> _Records for this task_:
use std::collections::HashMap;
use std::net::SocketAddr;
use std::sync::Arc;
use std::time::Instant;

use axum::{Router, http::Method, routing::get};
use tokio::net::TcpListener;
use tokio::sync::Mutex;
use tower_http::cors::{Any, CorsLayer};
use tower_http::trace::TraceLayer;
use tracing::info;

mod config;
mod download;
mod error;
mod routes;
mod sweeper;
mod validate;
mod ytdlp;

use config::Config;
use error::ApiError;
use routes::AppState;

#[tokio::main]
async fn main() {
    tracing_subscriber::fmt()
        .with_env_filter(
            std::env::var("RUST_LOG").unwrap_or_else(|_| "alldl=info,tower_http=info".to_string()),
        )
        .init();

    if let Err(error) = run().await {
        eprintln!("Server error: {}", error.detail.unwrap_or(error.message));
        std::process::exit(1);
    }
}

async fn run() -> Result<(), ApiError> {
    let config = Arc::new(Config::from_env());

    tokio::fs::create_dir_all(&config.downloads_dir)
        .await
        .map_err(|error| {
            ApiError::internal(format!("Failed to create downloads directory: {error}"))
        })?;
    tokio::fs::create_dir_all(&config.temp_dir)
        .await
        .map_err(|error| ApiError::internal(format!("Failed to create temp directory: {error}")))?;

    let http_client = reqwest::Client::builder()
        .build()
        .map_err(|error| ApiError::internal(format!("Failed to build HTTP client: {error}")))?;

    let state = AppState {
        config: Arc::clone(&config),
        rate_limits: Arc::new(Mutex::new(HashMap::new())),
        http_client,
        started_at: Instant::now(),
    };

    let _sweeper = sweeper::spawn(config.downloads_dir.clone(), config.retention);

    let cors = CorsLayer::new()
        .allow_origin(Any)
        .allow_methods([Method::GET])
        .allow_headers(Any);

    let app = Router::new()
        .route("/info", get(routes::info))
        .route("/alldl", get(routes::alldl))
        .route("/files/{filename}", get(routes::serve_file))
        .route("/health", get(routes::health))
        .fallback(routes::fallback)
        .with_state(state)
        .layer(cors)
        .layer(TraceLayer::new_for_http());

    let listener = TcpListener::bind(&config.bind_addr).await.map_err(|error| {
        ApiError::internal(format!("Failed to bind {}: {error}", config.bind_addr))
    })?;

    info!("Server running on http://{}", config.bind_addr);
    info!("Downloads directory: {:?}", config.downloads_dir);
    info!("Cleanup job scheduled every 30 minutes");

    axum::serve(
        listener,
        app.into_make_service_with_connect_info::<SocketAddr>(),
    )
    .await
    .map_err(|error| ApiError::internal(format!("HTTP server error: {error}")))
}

> _Your goal_: An exact copy of every record is what the answer must contain.

> _Task output_:
use std::collections::HashMap;
use std::net::SocketAddr;
use std::sync::Arc;
use std::time::Instant;

use axum::{Router, http::Method, routing::get};
use tokio::net::TcpListener;
use tokio::sync::Mutex;
use tower_http::cors::{Any, CorsLayer};
use tower_http::trace::TraceLayer;
use tracing::info;

mod config;
mod download;
mod error;
mod routes;
mod sweeper;
mod validate;
mod ytdlp;

use config::Config;
use error::ApiError;
use routes::AppState;

#[tokio::main]
async fn main() {
    tracing_subscriber::fmt()
        .with_env_filter(
            std::env::var("RUST_LOG").unwrap_or_else(|_| "alldl=info,tower_http=info".to_string()),
        )
        .init();

    if let Err(error) = run().await {
        eprintln!("Server error: {}", error.detail.unwrap_or(error.message));
        std::process::exit(1);
    }
}

async fn run() -> Result<(), ApiError> {
    let config = Arc::new(Config::from_env());

    tokio::fs::create_dir_all(&config.downloads_dir)
        .await
        .map_err(|error| {
            ApiError::internal(format!("Failed to create downloads directory: {error}"))
        })?;
    tokio::fs::create_dir_all(&config.temp_dir)
        .await
        .map_err(|error| ApiError::internal(format!("Failed to create temp directory: {error}")))?;

    let http_client = reqwest::Client::builder()
        .build()
        .map_err(|error| ApiError::internal(format!("Failed to build HTTP client: {error}")))?;

    let state = AppState {
        config: Arc::clone(&config),
        rate_limits: Arc::new(Mutex::new(HashMap::new())),
        http_client,
        started_at: Instant::now(),
    };

    let _sweeper = sweeper::spawn(config.downloads_dir.clone(), config.retention);

    let cors = CorsLayer::new()
        .allow_origin(Any)
        .allow_methods([Method::GET])
        .allow_headers(Any);

    let app = Router::new()
        .route("/info", get(routes::info))
        .route("/alldl", get(routes::alldl))
        .route("/files/{filename}", get(routes::serve_file))
        .route("/health", get(routes::health))
        .fallback(routes::fallback)
        .with_state(state)
        .layer(cors)
        .layer(TraceLayer::new_for_http());

    let listener = TcpListener::bind(&config.bind_addr).await.map_err(|error| {
        ApiError::internal(format!("Failed to bind {}: {error}", config.bind_addr))
    })?;

    info!("Server running on http://{}", config.bind_addr);
    info!("Downloads directory: {:?}", config.downloads_dir);
    info!("Cleanup job scheduled every 30 minutes");

    axum::serve(
        listener,
        app.into_make_service_with_connect_info::<SocketAddr>(),
    )
    .await
    .map_err(|error| ApiError::internal(format!("HTTP server error: {error}")))
}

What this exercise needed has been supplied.